On her website, Heather Diamond describes herself as always having had “a rebellious streak and itchy feet,” which would certainly be a fitting (albeit incomplete) summary of her memoir, Rabbit in the Moon. By the time she’s forty-five, Diamond is a twice-married grandmother teaching at a Houston community college. She then attends an East-West Center seminar in Hawaii and falls in love with Fred, a married ethnomusicologist from Hong Kong, which is when her life turns upside down yet again. Within five years of their meeting, they are married and soon spending close to a year in Hong Kong.

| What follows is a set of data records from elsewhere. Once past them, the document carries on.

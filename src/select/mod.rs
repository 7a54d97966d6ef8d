//! Hidden-state-count selection.
//!
//! Responsibilities:
//!
//! - the shared selection contract (`Selector`, `Strategy`, `SelectionOutcome`)
//! - the four scoring strategies (constant / BIC / DIC / cross-validation)
//! - deterministic fold splitting for cross-validation
//!
//! Failure policy, shared by every scoring strategy: a candidate that fails
//! to fit or score is dropped from comparison (never treated as a
//! worst-possible score); only "no candidate survived" propagates.

pub mod bic;
pub mod constant;
pub mod cv;
pub mod dic;
pub mod folds;
pub mod selector;

pub use folds::*;
pub use selector::*;

#[cfg(test)]
pub(crate) mod testutil;
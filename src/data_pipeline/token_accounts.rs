// src/data_pipeline/token_accounts.rs

use solana_sdk::{account::Account, pubkey::Pubkey};
use std::sync::Arc;
use tracing::{info, instrument, warn};

use super::registry::MintRegistry;
use crate::artifacts::{ArtifactPaths, ArtifactWriter};
use crate::aggregation::{
    self, FlatTokenAccounts, GroupedTokenAccounts, OutputMode, OwnerRole, ResolvedAccount,
    TokenAccountsDocument,
};
use crate::decoders::{AccountDecoder, ArrowDecoder, DecodeFailurePolicy, DecodedArrow};
use crate::derivation::{
    self, AddressDeriver, ArrowAddressDeriver, AssociatedAddressResolver, SplAssociatedTokenResolver,
};
use crate::error::{ResolverError, Result};
use crate::rpc::{self, BatchAccountFetcher};

const DEFAULT_MAX_CONCURRENCY: usize = 16;

/// Tout ce que le run a calculé en mémoire, prêt à être écrit.
#[derive(Debug, Clone, PartialEq, Eq)]
pub struct PipelineOutput {
    pub arrow_mints: Vec<Pubkey>,
    /// Comptes trésorerie d'abord, puis comptes vault ; mints dans l'ordre de configuration.
    pub accounts: Vec<ResolvedAccount>,
}

impl PipelineOutput {
    pub fn account_count(&self) -> usize {
        self.accounts.len()
    }

    pub fn grouped(&self) -> GroupedTokenAccounts {
        GroupedTokenAccounts::from_accounts(&self.accounts)
    }

    pub fn flat(&self) -> FlatTokenAccounts {
        FlatTokenAccounts::from_accounts(&self.accounts)
    }

    pub fn document(&self, mode: OutputMode) -> TokenAccountsDocument {
        TokenAccountsDocument::build(&self.accounts, mode)
    }
}

/// Dérivation -> lecture groupée -> décodage, puis résolution des ATA et agrégation.
pub struct TokenAccountPipeline<F> {
    fetcher: F,
    deriver: Arc<dyn AddressDeriver>,
    decoder: Arc<dyn AccountDecoder>,
    resolver: Arc<dyn AssociatedAddressResolver>,
    decode_failure_policy: DecodeFailurePolicy,
    max_concurrency: usize,
}

impl<F: BatchAccountFetcher> TokenAccountPipeline<F> {
    pub fn new(fetcher: F) -> Self {
        Self {
            fetcher,
            deriver: Arc::new(ArrowAddressDeriver::default()),
            decoder: Arc::new(ArrowDecoder::default()),
            resolver: Arc::new(SplAssociatedTokenResolver::default()),
            decode_failure_policy: DecodeFailurePolicy::default(),
            max_concurrency: DEFAULT_MAX_CONCURRENCY,
        }
    }

    pub fn with_deriver(mut self, deriver: impl AddressDeriver + 'static) -> Self {
        self.deriver = Arc::new(deriver);
        self
    }

    pub fn with_decoder(mut self, decoder: impl AccountDecoder + 'static) -> Self {
        self.decoder = Arc::new(decoder);
        self
    }

    pub fn with_resolver(mut self, resolver: impl AssociatedAddressResolver + 'static) -> Self {
        self.resolver = Arc::new(resolver);
        self
    }

    pub fn with_decode_failure_policy(mut self, policy: DecodeFailurePolicy) -> Self {
        self.decode_failure_policy = policy;
        self
    }

    pub fn with_max_concurrency(mut self, max_concurrency: usize) -> Self {
        self.max_concurrency = max_concurrency.max(1);
        self
    }

    #[instrument(name = "token_accounts", skip_all, fields(arrow_mints = registry.primary_mints.len()))]
    pub async fn run(&self, registry: &MintRegistry) -> Result<PipelineOutput> {
        // --- 1. Toutes les adresses Arrow doivent être connues avant la lecture ---
        let arrow_keys =
            derivation::derive_all(Arc::clone(&self.deriver), &registry.primary_mints, self.max_concurrency).await?;

        // --- 2. Une seule lecture groupée ; son échec arrête le run ---
        let accounts = self.fetcher.fetch_all(&arrow_keys).await?;
        if accounts.len() != arrow_keys.len() {
            return Err(ResolverError::Fetch {
                requested: arrow_keys.len(),
                reason: format!("{} résultats reçus", accounts.len()),
            });
        }
        let arrows = rpc::pair_with_keys(&arrow_keys, accounts);

        // --- 3. Décodage et résolution des ATA en parallèle ---
        let targets = resolution_targets(registry);
        let pairs: Vec<(Pubkey, Pubkey)> = targets.iter().map(|(mint, _, owner)| (*mint, *owner)).collect();

        let decoder = Arc::clone(&self.decoder);
        let policy = self.decode_failure_policy;
        let (records, addresses) = tokio::join!(
            tokio::task::spawn_blocking(move || decode_all(&*decoder, arrows, policy)),
            derivation::resolve_all(Arc::clone(&self.resolver), &pairs, self.max_concurrency),
        );
        let records = records??;
        let addresses = addresses?;

        // --- 4. Jointure par mint et classification ---
        let by_mint = aggregation::index_by_mint(records);
        let triples: Vec<(Pubkey, OwnerRole, Pubkey)> = targets
            .iter()
            .zip(addresses)
            .map(|((mint, role, _), account)| (*mint, *role, account))
            .collect();
        let accounts = aggregation::join(&triples, &by_mint, registry);

        info!(
            decoded = by_mint.len(),
            accounts = accounts.len(),
            classified = accounts.iter().filter(|a| a.classification.is_some()).count(),
            "Agrégation terminée"
        );

        Ok(PipelineOutput {
            arrow_mints: registry.primary_mints.clone(),
            accounts,
        })
    }

    /// `run`, puis écriture des deux fichiers. Rien n'est écrit si le run échoue.
    pub async fn run_and_write(
        &self,
        registry: &MintRegistry,
        writer: &ArtifactWriter,
        mode: OutputMode,
    ) -> Result<(PipelineOutput, ArtifactPaths)> {
        let output = self.run(registry).await?;
        let paths = writer.write(&output, mode)?;
        Ok((output, paths))
    }
}

/// (mint, rôle, owner) pour chaque ATA à résoudre : trésorerie sur primaires + récompenses,
/// puis vault sur primaires seulement.
pub fn resolution_targets(registry: &MintRegistry) -> Vec<(Pubkey, OwnerRole, Pubkey)> {
    let treasury = registry
        .treasury_mints()
        .into_iter()
        .map(|mint| (mint, OwnerRole::Treasury, registry.treasury));
    let vault = registry
        .vault_mints()
        .into_iter()
        .map(|mint| (mint, OwnerRole::Vault, registry.vault));
    treasury.chain(vault).collect()
}

fn decode_all(
    decoder: &dyn AccountDecoder,
    arrows: Vec<(Pubkey, Account)>,
    policy: DecodeFailurePolicy,
) -> Result<Vec<DecodedArrow>> {
    let mut records = Vec::with_capacity(arrows.len());
    for (address, account) in arrows {
        match decoder.decode(&address, &account) {
            Ok(record) => records.push(record),
            Err(source) => match policy {
                DecodeFailurePolicy::Skip => {
                    warn!(%address, error = %source, "Compte Arrow ignoré : décodage impossible");
                }
                DecodeFailurePolicy::Abort => return Err(ResolverError::Decode { address, source }),
            },
        }
    }
    Ok(records)
}

#[cfg(test)]
mod tests {
    use super::*;
    use crate::decoders::arrow::ARROW_PROGRAM_ID;
    use std::collections::HashSet;

    fn arrow_account(data: Vec<u8>) -> Account {
        Account {
            lamports: 1,
            data,
            owner: ARROW_PROGRAM_ID,
            executable: false,
            rent_epoch: 0,
        }
    }

    #[test]
    fn treasury_targets_cover_vault_targets() {
        let registry = MintRegistry::mainnet().unwrap();
        let targets = resolution_targets(&registry);

        let treasury: HashSet<Pubkey> = targets
            .iter()
            .filter(|(_, role, _)| *role == OwnerRole::Treasury)
            .map(|(mint, _, _)| *mint)
            .collect();
        let vault: Vec<_> = targets.iter().filter(|(_, role, _)| *role == OwnerRole::Vault).collect();

        assert_eq!(targets.len(), 4);
        assert!(vault.iter().all(|(mint, _, owner)| treasury.contains(mint) && *owner == registry.vault));
        // Les paires trésorerie passent avant les paires vault.
        assert_eq!(targets[..3].iter().filter(|t| t.1 == OwnerRole::Treasury).count(), 3);
    }

    #[test]
    fn decode_all_skips_or_aborts_on_bad_accounts() {
        let good = DecodedArrow {
            address: Pubkey::new_unique(),
            mint: Pubkey::new_unique(),
            bump: 255,
            beneficiary: Pubkey::new_unique(),
            pool: Some(Pubkey::new_unique()),
            vault: Pubkey::new_unique(),
        };
        let bad_address = Pubkey::new_unique();
        let arrows = vec![
            (bad_address, arrow_account(vec![0u8; 12])),
            (good.address, arrow_account(good.to_account_data())),
        ];

        let decoder = ArrowDecoder::default();
        let skipped = decode_all(&decoder, arrows.clone(), DecodeFailurePolicy::Skip).unwrap();
        assert_eq!(skipped, vec![good]);

        let err = decode_all(&decoder, arrows, DecodeFailurePolicy::Abort).unwrap_err();
        assert!(matches!(err, ResolverError::Decode { address, .. } if address == bad_address));
    }
}
// src/aggregation/mod.rs

use serde::{Serialize, Serializer};
use solana_sdk::pubkey::Pubkey;
use std::{collections::HashMap, fmt};

use crate::data_pipeline::registry::MintRegistry;
use crate::decoders::DecodedArrow;

pub mod output;
pub(crate) mod serde_pubkey;

pub use output::{FlatTokenAccount, FlatTokenAccounts, GroupedTokenAccounts, OutputMode, TokenAccountsDocument};

/// Lequel des deux propriétaires fixes a servi à résoudre le compte.
#[derive(Debug, Clone, Copy, PartialEq, Eq, Hash)]
pub enum OwnerRole {
    Treasury,
    Vault,
}

/// Clé de regroupement d'un compte de jetons.
/// L'ID de référence externe l'emporte toujours sur le pool décodé.
#[derive(Debug, Clone, PartialEq, Eq, Hash)]
pub enum ClassificationKey {
    Reference(String),
    Pool(Pubkey),
}

impl fmt::Display for ClassificationKey {
    fn fmt(&self, f: &mut fmt::Formatter<'_>) -> fmt::Result {
        match self {
            ClassificationKey::Reference(id) => f.write_str(id),
            ClassificationKey::Pool(pool) => write!(f, "{}", pool),
        }
    }
}

impl Serialize for ClassificationKey {
    fn serialize<S: Serializer>(&self, serializer: S) -> Result<S::Ok, S::Error> {
        serializer.collect_str(self)
    }
}

/// Un compte (mint, owner) résolu, avec sa classification éventuelle.
/// C'est l'ensemble intermédiaire dont dérivent les deux formes de sortie.
#[derive(Debug, Clone, PartialEq, Eq)]
pub struct ResolvedAccount {
    pub mint: Pubkey,
    pub owner_role: OwnerRole,
    pub account: Pubkey,
    pub classification: Option<ClassificationKey>,
}

/// Table mint -> enregistrement Arrow. À mint égal, le premier enregistrement gagne.
pub fn index_by_mint(records: impl IntoIterator<Item = DecodedArrow>) -> HashMap<Pubkey, DecodedArrow> {
    let mut by_mint = HashMap::new();
    for record in records {
        by_mint.entry(record.mint).or_insert(record);
    }
    by_mint
}

pub fn classify(
    mint: &Pubkey,
    registry: &MintRegistry,
    records: &HashMap<Pubkey, DecodedArrow>,
) -> Option<ClassificationKey> {
    if let Some(reference_id) = registry.reference_id(mint) {
        return Some(ClassificationKey::Reference(reference_id.to_string()));
    }
    records
        .get(mint)
        .and_then(|record| record.pool)
        .map(ClassificationKey::Pool)
}

/// Attache une classification à chaque triplet (mint, owner, compte). L'ordre d'entrée est conservé.
pub fn join(
    resolved: &[(Pubkey, OwnerRole, Pubkey)],
    records: &HashMap<Pubkey, DecodedArrow>,
    registry: &MintRegistry,
) -> Vec<ResolvedAccount> {
    resolved
        .iter()
        .map(|(mint, owner_role, account)| ResolvedAccount {
            mint: *mint,
            owner_role: *owner_role,
            account: *account,
            classification: classify(mint, registry, records),
        })
        .collect()
}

I really enjoyed Rabbit in the Moon. It was easy and enjoyable to read and I could identify with a lot of Diamond’s experiences. Of course, I never moved to another country to live next door to my in-laws, so I could never fully understand how jarring that experience must’ve been for Diamond. However, I have been at family gatherings with dozens of my then-husband’s relatives, all of whom were speaking a language I didn’t understand and sharing food and cultural exchanges in ways I’d never before experienced.
The blending of two families can be that much more difficult when the two families speak different languages, have widely divergent cultural practices, and express love in significantly different ways. In the months Diamond spent living next door to her in-laws on the small Hong Kong island of Cheung Chau, she went from having infrequent visits with her family to sharing nearly every meal with Fred’s. In a kind of cultural immersion therapy, she reflects on the differences between the two families’ dynamics and traditions, including the pros and cons of a life of independence versus interdependence.

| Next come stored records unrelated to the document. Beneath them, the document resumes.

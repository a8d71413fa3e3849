// src/data_pipeline/mod.rs

// La configuration statique des mints, puis le pipeline qui la consomme.
pub mod registry;
pub mod token_accounts;

pub use registry::MintRegistry;
pub use token_accounts::{PipelineOutput, TokenAccountPipeline};
use anyhow::{anyhow, Result};
use serde::Deserialize;
use solana_sdk::commitment_config::{CommitmentConfig, CommitmentLevel};
use std::{path::PathBuf, str::FromStr, time::Duration};

use crate::aggregation::OutputMode;
use crate::decoders::DecodeFailurePolicy;

/// Paramètres d'exécution lus depuis l'environnement (ou un fichier `.env`).
/// Tous les champs ont une valeur par défaut : un environnement vide suffit.
#[derive(Deserialize, Debug, Clone)]
pub struct Config {
    #[serde(default = "default_rpc_url")]
    pub solana_rpc_url: String,

    #[serde(default = "default_output_dir")]
    pub output_dir: PathBuf,

    #[serde(default)]
    pub output_mode: OutputMode,

    #[serde(default)]
    pub decode_failure_policy: DecodeFailurePolicy,

    #[serde(default = "default_rpc_timeout_secs")]
    pub rpc_timeout_secs: u64,

    #[serde(default = "default_commitment")]
    pub commitment: String,

    /// Nombre maximum de dérivations lancées en parallèle.
    #[serde(default = "default_max_concurrency")]
    pub max_concurrency: usize,
}

fn default_rpc_url() -> String {
    "https://calvin.rpcpool.com".to_string()
}

fn default_output_dir() -> PathBuf {
    PathBuf::from("data")
}

fn default_rpc_timeout_secs() -> u64 {
    30
}

fn default_commitment() -> String {
    "confirmed".to_string()
}

fn default_max_concurrency() -> usize {
    16
}

impl Config {
    pub fn load() -> Result<Self> {
        dotenvy::dotenv().ok();
        let config = envy::from_env::<Config>()?;
        Ok(config)
    }

    pub fn rpc_timeout(&self) -> Duration {
        Duration::from_secs(self.rpc_timeout_secs)
    }

    pub fn commitment_config(&self) -> Result<CommitmentConfig> {
        let commitment = CommitmentLevel::from_str(&self.commitment)
            .map_err(|_| anyhow!("Niveau de commitment inconnu: '{}'", self.commitment))?;
        Ok(CommitmentConfig { commitment })
    }
}

impl Default for Config {
    fn default() -> Self {
        Self {
            solana_rpc_url: default_rpc_url(),
            output_dir: default_output_dir(),
            output_mode: OutputMode::default(),
            decode_failure_policy: DecodeFailurePolicy::default(),
            rpc_timeout_secs: default_rpc_timeout_secs(),
            commitment: default_commitment(),
            max_concurrency: default_max_concurrency(),
        }
    }
}
// src/lib.rs

// On déclare tous nos modules principaux pour les rendre publics et
// utilisables par le binaire (generate_token_accounts.rs) et les tests.
pub mod aggregation;
pub mod artifacts;
pub mod config;
pub mod data_pipeline;
pub mod decoders;
pub mod derivation;
pub mod error;
pub mod monitoring;
pub mod rpc;

pub use error::{DecodeError, ResolverError};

By the end of Rabbit in the Moon, Diamond comes to realize that even the most polar opposite of families can usually relate when it comes to loving each other, parents wanting their children to go farther in life than they did, and children bucking for their independence.
Even if you can’t readily identify with an intercultural/interracial marriage, almost everyone can identify with the book’s broader themes of wanting to rebel from one’s parents as a teen, wanting to gain independence and respect as an adult, having to regroup when life doesn’t go quite as we’ve planned, wanting to follow your heart—even when others may judge you for it, and struggling to be loved and understood by those you love.
Heather Diamond’s memoir is as down to earth and relatable as it is unique. I’d highly recommend it.